Assignment
Your task is to copy the lines of the data below from the line holding "do; copying would" through the line holding "own destination, left", inclusive, exactly and with nothing added.

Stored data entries
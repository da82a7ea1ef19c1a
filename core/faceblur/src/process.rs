use std::fs::File;
use std::io::BufWriter;
use std::path::Path;

use image::codecs::jpeg::JpegEncoder;
use image::imageops::FilterType;
use image::{
    DynamicImage, GenericImageView, ImageEncoder, ImageFormat, ImageReader, RgbImage, RgbaImage,
};

use crate::blur::{blur_region, BlurKernel};
use crate::error::{FaceBlurError, Result};
use crate::face_detector::{FaceDetector, Region};
use crate::{BlurOutcome, BlurParams};

/// Decode the image at `path` at full resolution.
///
/// The format is sniffed from the file's bytes, so a mislabeled or
/// extension-less photo still decodes.
pub(crate) fn decode_image(path: &Path) -> Result<DynamicImage> {
    let io_err = |source| FaceBlurError::Io {
        path: path.to_path_buf(),
        source,
    };
    let image = ImageReader::open(path)
        .map_err(io_err)?
        .with_guessed_format()
        .map_err(io_err)?
        .decode()
        .map_err(|source| FaceBlurError::Decode {
            path: path.to_path_buf(),
            source,
        })?;
    if image.width() == 0 || image.height() == 0 {
        return Err(FaceBlurError::ZeroDimensions);
    }
    Ok(image)
}

/// Dimensions of the detection copy for a `zoom` downscale.
pub(crate) fn downscaled_size(width: u32, height: u32, zoom: u32) -> (u32, u32) {
    let shrink = |v: u32| ((f64::from(v) / f64::from(zoom)).round() as u32).max(1);
    (shrink(width), shrink(height))
}

/// Shrink the image by `1/zoom` on both axes for faster detection.
///
/// Each side becomes `round(side / zoom)`, never less than 1. This is the
/// image the detector sees when a photo is blurred with that zoom factor.
pub fn downscale(image: &DynamicImage, zoom: u32) -> DynamicImage {
    if zoom <= 1 {
        return image.clone();
    }
    let (w, h) = downscaled_size(image.width(), image.height(), zoom);
    image.resize_exact(w, h, FilterType::Triangle)
}

/// Working buffer for blurring. Alpha is kept when the source has it.
pub(crate) fn to_canvas(image: DynamicImage) -> DynamicImage {
    if image.color().has_alpha() {
        DynamicImage::ImageRgba8(image.into_rgba8())
    } else {
        DynamicImage::ImageRgb8(image.into_rgb8())
    }
}

/// Blur every region of `canvas` in place.
pub(crate) fn blur_regions(canvas: &mut DynamicImage, regions: &[Region], kernel: &BlurKernel) {
    match canvas {
        DynamicImage::ImageRgba8(buffer) => {
            for region in regions {
                blur_region(buffer, *region, kernel);
            }
        }
        DynamicImage::ImageRgb8(buffer) => {
            for region in regions {
                blur_region(buffer, *region, kernel);
            }
        }
        other => {
            let mut buffer = other.to_rgb8();
            for region in regions {
                blur_region(&mut buffer, *region, kernel);
            }
            *other = DynamicImage::ImageRgb8(buffer);
        }
    }
}

/// Flatten alpha channel by compositing onto a white background.
pub(crate) fn flatten_alpha(image: &DynamicImage) -> RgbImage {
    let rgba: RgbaImage = image.to_rgba8();
    let (width, height) = (rgba.width(), rgba.height());
    let mut rgb = RgbImage::new(width, height);

    for (x, y, pixel) in rgba.enumerate_pixels() {
        let [r, g, b, a] = pixel.0;
        let alpha = a as f32 / 255.0;
        let inv_alpha = 1.0 - alpha;
        let out_r = (r as f32 * alpha + 255.0 * inv_alpha).round() as u8;
        let out_g = (g as f32 * alpha + 255.0 * inv_alpha).round() as u8;
        let out_b = (b as f32 * alpha + 255.0 * inv_alpha).round() as u8;
        rgb.put_pixel(x, y, image::Rgb([out_r, out_g, out_b]));
    }

    rgb
}

/// Encode `image` to `path`, picking the format from the extension.
///
/// JPEG output honours `quality` and drops alpha by compositing over white.
pub(crate) fn encode_image(image: &DynamicImage, path: &Path, quality: u8) -> Result<()> {
    let encode_err = |source| FaceBlurError::Encode {
        path: path.to_path_buf(),
        source,
    };
    let format = ImageFormat::from_path(path).map_err(encode_err)?;

    match format {
        ImageFormat::Jpeg => {
            let rgb = if image.color().has_alpha() {
                flatten_alpha(image)
            } else {
                image.to_rgb8()
            };
            let file = File::create(path).map_err(|source| FaceBlurError::Io {
                path: path.to_path_buf(),
                source,
            })?;
            let encoder = JpegEncoder::new_with_quality(BufWriter::new(file), quality);
            encoder
                .write_image(
                    rgb.as_raw(),
                    rgb.width(),
                    rgb.height(),
                    image::ExtendedColorType::Rgb8,
                )
                .map_err(encode_err)
        }
        other => image.save_with_format(path, other).map_err(encode_err),
    }
}

/// Copy `src` to `dest` byte for byte.
///
/// When both paths name the same file there is nothing to do; copying would
/// truncate the source before reading it.
pub(crate) fn copy_original(src: &Path, dest: &Path) -> Result<()> {
    if same_file(src, dest) {
        tracing::info!("{} is its own destination, left as is", src.display());
        return Ok(());
    }
    std::fs::copy(src, dest).map_err(|source| FaceBlurError::Io {
        path: dest.to_path_buf(),
        source,
    })?;
    Ok(())
}

/// Whether `a` and `b` resolve to the same existing file.
fn same_file(a: &Path, b: &Path) -> bool {
    match (a.canonicalize(), b.canonicalize()) {
        (Ok(a), Ok(b)) => a == b,
        _ => false,
    }
}

/// Full pipeline: decode → downscale → detect → blur → encode.
pub(crate) fn blur_pipeline(
    src: &Path,
    dest: &Path,
    params: &BlurParams,
    kernel: &BlurKernel,
    detector: &mut dyn FaceDetector,
) -> Result<BlurOutcome> {
    tracing::info!("{}: processing...", src.display());

    let decoded = decode_image(src)?;
    let small = downscale(&decoded, params.zoom_factor);
    tracing::debug!(
        "{}: detecting on {}x{} (zoom {})",
        src.display(),
        small.width(),
        small.height(),
        params.zoom_factor
    );

    let boxes = detector.detect(&small)?;

    if boxes.is_empty() {
        tracing::info!("{}: there are no faces", src.display());
        if params.copy_when_no_face {
            copy_original(src, dest)?;
            tracing::info!("original photo has been saved in {}", dest.display());
            return Ok(BlurOutcome::Copied);
        }
        return Ok(BlurOutcome::NoFace);
    }

    tracing::info!(
        "{}: there are {} faces at {:?}",
        src.display(),
        boxes.len(),
        boxes
    );

    let (width, height) = decoded.dimensions();
    let regions: Vec<Region> = boxes
        .iter()
        .filter_map(|b| b.scaled(params.zoom_factor).clamp_to(width, height))
        .collect();

    let mut canvas = to_canvas(decoded);
    blur_regions(&mut canvas, &regions, kernel);
    encode_image(&canvas, dest, params.jpeg_quality)?;

    tracing::info!("face blurred photo has been saved in {}", dest.display());

    Ok(BlurOutcome::Blurred { faces: boxes.len() })
}

#[cfg(test)]
mod tests {
    use super::*;
    use image::{Rgb, Rgba};

    fn make_test_rgb(width: u32, height: u32) -> RgbImage {
        let mut img = RgbImage::new(width, height);
        for (x, y, pixel) in img.enumerate_pixels_mut() {
            *pixel = Rgb([
                (x * 255 / width.max(1)) as u8,
                (y * 255 / height.max(1)) as u8,
                128,
            ]);
        }
        img
    }

    #[test]
    fn downscaled_size_rounds_and_never_hits_zero() {
        assert_eq!(downscaled_size(200, 100, 1), (200, 100));
        assert_eq!(downscaled_size(200, 100, 4), (50, 25));
        assert_eq!(downscaled_size(101, 75, 2), (51, 38));
        assert_eq!(downscaled_size(3, 3, 10), (1, 1));
    }

    #[test]
    fn downscale_with_zoom_one_keeps_size() {
        let img = DynamicImage::ImageRgb8(make_test_rgb(40, 30));
        let small = downscale(&img, 1);
        assert_eq!(small.dimensions(), (40, 30));
    }

    #[test]
    fn downscale_shrinks_both_axes() {
        let img = DynamicImage::ImageRgb8(make_test_rgb(40, 30));
        let small = downscale(&img, 3);
        assert_eq!(small.dimensions(), (13, 10));
    }

    #[test]
    fn downscale_rounds_odd_sides() {
        let img = DynamicImage::ImageRgb8(make_test_rgb(101, 75));
        assert_eq!(downscale(&img, 2).dimensions(), (51, 38));
    }

    #[test]
    fn canvas_keeps_alpha_only_when_present() {
        let rgb = to_canvas(DynamicImage::new_rgb8(2, 2));
        assert!(matches!(rgb, DynamicImage::ImageRgb8(_)));
        let rgba = to_canvas(DynamicImage::new_rgba8(2, 2));
        assert!(matches!(rgba, DynamicImage::ImageRgba8(_)));
        let luma = to_canvas(DynamicImage::new_luma8(2, 2));
        assert!(matches!(luma, DynamicImage::ImageRgb8(_)));
    }

    #[test]
    fn flatten_alpha_composites_over_white() {
        let mut rgba = RgbaImage::new(1, 1);
        rgba.put_pixel(0, 0, Rgba([255, 0, 0, 0]));
        let rgb = flatten_alpha(&DynamicImage::ImageRgba8(rgba));
        assert_eq!(rgb.get_pixel(0, 0), &Rgb([255, 255, 255]));
    }

    #[test]
    fn flatten_alpha_preserves_opaque() {
        let mut rgba = RgbaImage::new(1, 1);
        rgba.put_pixel(0, 0, Rgba([100, 150, 200, 255]));
        let rgb = flatten_alpha(&DynamicImage::ImageRgba8(rgba));
        assert_eq!(rgb.get_pixel(0, 0), &Rgb([100, 150, 200]));
    }

    #[test]
    fn encode_jpeg_produces_valid_output() {
        let dir = tempfile::tempdir().unwrap();
        let path = dir.path().join("out.jpg");
        let rgba = DynamicImage::ImageRgb8(make_test_rgb(48, 64)).to_rgba8();
        let img = DynamicImage::ImageRgba8(rgba);
        encode_image(&img, &path, 90).unwrap();
        let data = std::fs::read(&path).unwrap();
        assert_eq!(data[0], 0xFF);
        assert_eq!(data[1], 0xD8);
    }

    #[test]
    fn encode_png_is_lossless() {
        let dir = tempfile::tempdir().unwrap();
        let path = dir.path().join("out.png");
        let img = DynamicImage::ImageRgb8(make_test_rgb(32, 16));
        encode_image(&img, &path, 95).unwrap();
        let back = image::open(&path).unwrap().to_rgb8();
        assert_eq!(&back, img.as_rgb8().unwrap());
    }

    #[test]
    fn encode_unknown_extension_is_an_error() {
        let dir = tempfile::tempdir().unwrap();
        let path = dir.path().join("out.notanimage");
        let img = DynamicImage::ImageRgb8(make_test_rgb(4, 4));
        assert!(matches!(
            encode_image(&img, &path, 95),
            Err(FaceBlurError::Encode { .. })
        ));
    }

    #[test]
    fn decode_garbage_is_a_decode_error() {
        let dir = tempfile::tempdir().unwrap();
        let path = dir.path().join("broken.jpg");
        std::fs::write(&path, b"not an image").unwrap();
        assert!(matches!(
            decode_image(&path),
            Err(FaceBlurError::Decode { .. })
        ));
    }

    #[test]
    fn decode_sniffs_format_from_bytes() {
        let dir = tempfile::tempdir().unwrap();
        let mislabeled = dir.path().join("really_png.jpg");
        let bare = dir.path().join("no_extension");
        let img = DynamicImage::ImageRgb8(make_test_rgb(12, 9));
        img.save_with_format(&mislabeled, ImageFormat::Png).unwrap();
        img.save_with_format(&bare, ImageFormat::Jpeg).unwrap();

        assert_eq!(decode_image(&mislabeled).unwrap().dimensions(), (12, 9));
        assert_eq!(decode_image(&bare).unwrap().dimensions(), (12, 9));
    }

    #[test]
    fn decode_missing_file_is_an_io_error() {
        let dir = tempfile::tempdir().unwrap();
        assert!(matches!(
            decode_image(&dir.path().join("gone.jpg")),
            Err(FaceBlurError::Io { .. })
        ));
    }

    #[test]
    fn copy_onto_itself_keeps_the_bytes() {
        let dir = tempfile::tempdir().unwrap();
        let path = dir.path().join("a.jpg");
        std::fs::write(&path, b"photo bytes").unwrap();
        let aliased = dir.path().join(".").join("a.jpg");

        copy_original(&path, &aliased).unwrap();

        assert_eq!(std::fs::read(&path).unwrap(), b"photo bytes");
    }

    #[test]
    fn same_file_needs_both_paths_to_exist() {
        let dir = tempfile::tempdir().unwrap();
        let path = dir.path().join("a.jpg");
        std::fs::write(&path, b"x").unwrap();
        assert!(same_file(&path, &path));
        assert!(!same_file(&path, &dir.path().join("b.jpg")));
    }

    #[test]
    fn blur_regions_converts_gray_to_rgb() {
        let mut canvas = DynamicImage::new_luma8(8, 8);
        let region = Region {
            x: 0,
            y: 0,
            width: 4,
            height: 4,
        };
        blur_regions(&mut canvas, &[region], &BlurKernel::new(3).unwrap());
        assert!(matches!(canvas, DynamicImage::ImageRgb8(_)));
    }
}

Response to the task
/// When both paths name the same file there is nothing to do; copying would
/// truncate the source before reading it.
pub(crate) fn copy_original(src: &Path, dest: &Path) -> Result<()> {
    if same_file(src, dest) {
        tracing::info!("{} is its own destination, left as is", src.display());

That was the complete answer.